Dataset entries
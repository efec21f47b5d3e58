// src/core/collaborators/forker.rs

//! The forker interface: an external process supervisor invoked over RPC.
//! Multiple forker identities (mpirun vs user-script launchers) are distinct
//! endpoints behind this same trait, selected by job `mode`.

use crate::core::errors::CobaltError;
use crate::core::rpc_client::ComponentClient;
use crate::core::types::job::Mode;
use async_trait::async_trait;
use serde::{Deserialize, Serialize};

#[derive(Debug, Clone, Serialize, Deserialize)]
pub struct StartSpec {
    pub jobid: i64,
    pub executable: String,
    pub args: Vec<String>,
    pub env: Vec<String>,
    pub cwd: String,
    pub user: String,
    pub umask: u32,
    pub location: String,
}

#[derive(Debug, Clone, Serialize, Deserialize)]
pub struct ChildStatus {
    pub exit_status: Option<i64>,
    pub signum: Option<i32>,
    pub core_dump: bool,
}

#[derive(Debug, Clone, Serialize, Deserialize)]
pub struct ForkerChild {
    pub id: i64,
    pub pid: i64,
    pub complete: bool,
    pub exit_status: Option<i64>,
    pub signum: Option<i32>,
    pub core_dump: bool,
}

/// The forker's exposed RPC surface, as observed by the System Manager.
#[async_trait]
pub trait Forker: Send + Sync {
    async fn start(&self, spec: StartSpec) -> Result<i64, CobaltError>;
    async fn signal(&self, pid: i64, name: &str) -> Result<(), CobaltError>;
    async fn get_status(&self, pid: i64) -> Result<Option<ChildStatus>, CobaltError>;
    async fn get_children(&self) -> Result<Vec<ForkerChild>, CobaltError>;
    async fn cleanup_children(&self, ids: Vec<i64>) -> Result<(), CobaltError>;
    async fn active_list(&self) -> Result<Vec<i64>, CobaltError>;
}

/// An RPC-backed forker client, resolved through the Component Registry
/// under the component name for this mode's launcher
/// (`bg_mpirun_forker` or `user_script_forker`).
pub struct RpcForker {
    client: ComponentClient,
}

impl RpcForker {
    pub fn new(client: ComponentClient) -> Self {
        Self { client }
    }

    /// Picks the forker component name for a job mode: `script` mode uses
    /// the user-script forker, everything else the mpirun forker.
    pub fn component_name_for_mode(mode: Mode) -> &'static str {
        match mode {
            Mode::Script => "user_script_forker",
            _ => "bg_mpirun_forker",
        }
    }
}

#[async_trait]
impl Forker for RpcForker {
    async fn start(&self, spec: StartSpec) -> Result<i64, CobaltError> {
        self.client.call("start", spec).await
    }

    async fn signal(&self, pid: i64, name: &str) -> Result<(), CobaltError> {
        self.client.call("signal", (pid, name)).await
    }

    async fn get_status(&self, pid: i64) -> Result<Option<ChildStatus>, CobaltError> {
        self.client.call("get_status", (pid,)).await
    }

    async fn get_children(&self) -> Result<Vec<ForkerChild>, CobaltError> {
        self.client.call("get_children", ()).await
    }

    async fn cleanup_children(&self, ids: Vec<i64>) -> Result<(), CobaltError> {
        self.client.call("cleanup_children", (ids,)).await
    }

    async fn active_list(&self) -> Result<Vec<i64>, CobaltError> {
        self.client.call("active_list", ()).await
    }
}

## Problem to solve
Nothing is to be left out: set down all the records again exactly.

## Exercise solution
repository efec21f47b5d3e58
// src/core/collaborators/forker.rs

//! The forker interface: an external process supervisor invoked over RPC.
//! Multiple forker identities (mpirun vs user-script launchers) are distinct
//! endpoints behind this same trait, selected by job `mode`.

use crate::core::errors::CobaltError;
use crate::core::rpc_client::ComponentClient;
use crate::core::types::job::Mode;
use async_trait::async_trait;
use serde::{Deserialize, Serialize};

#[derive(Debug, Clone, Serialize, Deserialize)]
pub struct StartSpec {
    pub jobid: i64,
    pub executable: String,
    pub args: Vec<String>,
    pub env: Vec<String>,
    pub cwd: String,
    pub user: String,
    pub umask: u32,
    pub location: String,
}

#[derive(Debug, Clone, Serialize, Deserialize)]
pub struct ChildStatus {
    pub exit_status: Option<i64>,
    pub signum: Option<i32>,
    pub core_dump: bool,
}

#[derive(Debug, Clone, Serialize, Deserialize)]
pub struct ForkerChild {
    pub id: i64,
    pub pid: i64,
    pub complete: bool,
    pub exit_status: Option<i64>,
    pub signum: Option<i32>,
    pub core_dump: bool,
}

/// The forker's exposed RPC surface, as observed by the System Manager.
#[async_trait]
pub trait Forker: Send + Sync {
    async fn start(&self, spec: StartSpec) -> Result<i64, CobaltError>;
    async fn signal(&self, pid: i64, name: &str) -> Result<(), CobaltError>;
    async fn get_status(&self, pid: i64) -> Result<Option<ChildStatus>, CobaltError>;
    async fn get_children(&self) -> Result<Vec<ForkerChild>, CobaltError>;
    async fn cleanup_children(&self, ids: Vec<i64>) -> Result<(), CobaltError>;
    async fn active_list(&self) -> Result<Vec<i64>, CobaltError>;
}

/// An RPC-backed forker client, resolved through the Component Registry
/// under the component name for this mode's launcher
/// (`bg_mpirun_forker` or `user_script_forker`).
pub struct RpcForker {
    client: ComponentClient,
}

impl RpcForker {
    pub fn new(client: ComponentClient) -> Self {
        Self { client }
    }

    /// Picks the forker component name for a job mode: `script` mode uses
    /// the user-script forker, everything else the mpirun forker.
    pub fn component_name_for_mode(mode: Mode) -> &'static str {
        match mode {
            Mode::Script => "user_script_forker",
            _ => "bg_mpirun_forker",
        }
    }
}

#[async_trait]
impl Forker for RpcForker {
    async fn start(&self, spec: StartSpec) -> Result<i64, CobaltError> {
        self.client.call("start", spec).await
    }

    async fn signal(&self, pid: i64, name: &str) -> Result<(), CobaltError> {
        self.client.call("signal", (pid, name)).await
    }

    async fn get_status(&self, pid: i64) -> Result<Option<ChildStatus>, CobaltError> {
        self.client.call("get_status", (pid,)).await
    }

    async fn get_children(&self) -> Result<Vec<ForkerChild>, CobaltError> {
        self.client.call("get_children", ()).await
    }

    async fn cleanup_children(&self, ids: Vec<i64>) -> Result<(), CobaltError> {
        self.client.call("cleanup_children", (ids,)).await
    }

    async fn active_list(&self) -> Result<Vec<i64>, CobaltError> {
        self.client.call("active_list", ()).await
    }
}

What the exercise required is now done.